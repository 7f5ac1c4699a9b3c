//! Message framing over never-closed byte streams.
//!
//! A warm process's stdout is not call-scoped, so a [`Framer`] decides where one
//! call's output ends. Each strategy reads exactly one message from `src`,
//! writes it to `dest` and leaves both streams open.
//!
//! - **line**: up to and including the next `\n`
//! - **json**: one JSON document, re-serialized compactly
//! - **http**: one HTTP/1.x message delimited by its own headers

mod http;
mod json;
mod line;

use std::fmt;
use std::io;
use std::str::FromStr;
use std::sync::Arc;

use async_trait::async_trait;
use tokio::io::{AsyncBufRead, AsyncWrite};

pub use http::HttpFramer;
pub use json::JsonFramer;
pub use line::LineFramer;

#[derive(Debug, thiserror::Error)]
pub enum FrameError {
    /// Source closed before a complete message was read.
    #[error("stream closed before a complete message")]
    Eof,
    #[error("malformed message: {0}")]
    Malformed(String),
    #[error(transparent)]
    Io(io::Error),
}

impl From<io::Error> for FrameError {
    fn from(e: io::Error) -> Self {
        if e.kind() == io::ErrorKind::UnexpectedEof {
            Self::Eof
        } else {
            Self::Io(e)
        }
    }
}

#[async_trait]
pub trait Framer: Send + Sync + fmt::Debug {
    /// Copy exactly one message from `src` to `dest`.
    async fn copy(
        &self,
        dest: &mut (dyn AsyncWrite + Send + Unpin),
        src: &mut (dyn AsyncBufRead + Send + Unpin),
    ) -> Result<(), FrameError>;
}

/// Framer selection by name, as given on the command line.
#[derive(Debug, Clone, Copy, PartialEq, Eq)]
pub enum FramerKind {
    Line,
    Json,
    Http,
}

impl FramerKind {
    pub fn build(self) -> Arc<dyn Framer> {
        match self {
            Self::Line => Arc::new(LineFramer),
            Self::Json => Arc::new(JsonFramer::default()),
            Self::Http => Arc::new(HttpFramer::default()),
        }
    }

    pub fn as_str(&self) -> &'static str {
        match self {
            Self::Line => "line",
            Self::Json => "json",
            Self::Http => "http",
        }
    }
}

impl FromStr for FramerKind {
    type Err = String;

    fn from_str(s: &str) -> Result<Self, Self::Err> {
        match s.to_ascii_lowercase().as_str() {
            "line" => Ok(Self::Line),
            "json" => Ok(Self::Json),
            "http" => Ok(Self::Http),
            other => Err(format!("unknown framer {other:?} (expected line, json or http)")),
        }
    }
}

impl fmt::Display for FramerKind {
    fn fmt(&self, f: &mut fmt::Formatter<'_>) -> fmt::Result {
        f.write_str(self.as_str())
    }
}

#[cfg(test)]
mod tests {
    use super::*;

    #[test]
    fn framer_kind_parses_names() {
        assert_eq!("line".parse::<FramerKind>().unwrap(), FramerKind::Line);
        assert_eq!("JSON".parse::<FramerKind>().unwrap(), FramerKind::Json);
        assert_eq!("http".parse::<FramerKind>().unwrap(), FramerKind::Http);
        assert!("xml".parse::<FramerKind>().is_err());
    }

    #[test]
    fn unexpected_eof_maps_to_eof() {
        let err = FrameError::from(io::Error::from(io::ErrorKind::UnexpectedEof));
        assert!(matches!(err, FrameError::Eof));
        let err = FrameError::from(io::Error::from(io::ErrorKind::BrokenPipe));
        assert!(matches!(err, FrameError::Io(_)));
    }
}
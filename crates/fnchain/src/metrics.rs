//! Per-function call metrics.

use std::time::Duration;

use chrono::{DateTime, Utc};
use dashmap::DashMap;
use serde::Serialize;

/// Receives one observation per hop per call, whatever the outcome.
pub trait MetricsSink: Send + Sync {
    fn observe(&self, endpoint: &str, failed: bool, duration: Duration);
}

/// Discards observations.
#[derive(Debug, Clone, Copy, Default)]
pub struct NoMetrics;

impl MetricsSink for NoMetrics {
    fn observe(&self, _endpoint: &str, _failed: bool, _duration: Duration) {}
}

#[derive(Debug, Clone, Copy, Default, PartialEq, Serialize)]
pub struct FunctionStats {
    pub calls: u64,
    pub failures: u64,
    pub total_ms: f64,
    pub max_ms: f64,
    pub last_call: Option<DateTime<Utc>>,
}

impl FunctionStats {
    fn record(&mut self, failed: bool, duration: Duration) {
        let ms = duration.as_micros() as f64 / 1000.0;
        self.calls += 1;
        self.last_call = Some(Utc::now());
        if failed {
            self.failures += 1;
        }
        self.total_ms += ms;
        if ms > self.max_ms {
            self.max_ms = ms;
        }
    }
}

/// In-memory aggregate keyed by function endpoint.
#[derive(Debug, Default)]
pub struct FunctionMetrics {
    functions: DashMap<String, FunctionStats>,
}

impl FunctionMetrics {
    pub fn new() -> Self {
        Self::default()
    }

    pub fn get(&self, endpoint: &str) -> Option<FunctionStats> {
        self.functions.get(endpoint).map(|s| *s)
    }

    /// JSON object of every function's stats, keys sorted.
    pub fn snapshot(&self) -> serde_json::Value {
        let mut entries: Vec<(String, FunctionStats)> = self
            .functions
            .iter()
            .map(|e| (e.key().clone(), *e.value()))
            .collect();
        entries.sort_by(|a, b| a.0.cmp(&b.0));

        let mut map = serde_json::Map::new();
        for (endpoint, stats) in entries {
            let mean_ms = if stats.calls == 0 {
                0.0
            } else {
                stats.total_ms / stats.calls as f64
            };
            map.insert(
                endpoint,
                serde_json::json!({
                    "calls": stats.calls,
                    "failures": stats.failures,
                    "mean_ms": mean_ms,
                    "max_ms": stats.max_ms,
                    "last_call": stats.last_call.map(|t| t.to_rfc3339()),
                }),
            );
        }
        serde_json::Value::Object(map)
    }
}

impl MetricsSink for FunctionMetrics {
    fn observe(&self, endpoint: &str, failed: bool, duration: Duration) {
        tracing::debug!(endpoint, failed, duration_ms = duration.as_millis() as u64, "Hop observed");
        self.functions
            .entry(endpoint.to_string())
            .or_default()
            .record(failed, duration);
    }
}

PROMPT:
The answer should be a single number: how many lines in the records contain "AsyncBufRead".

WRITTEN SOLUTION:
2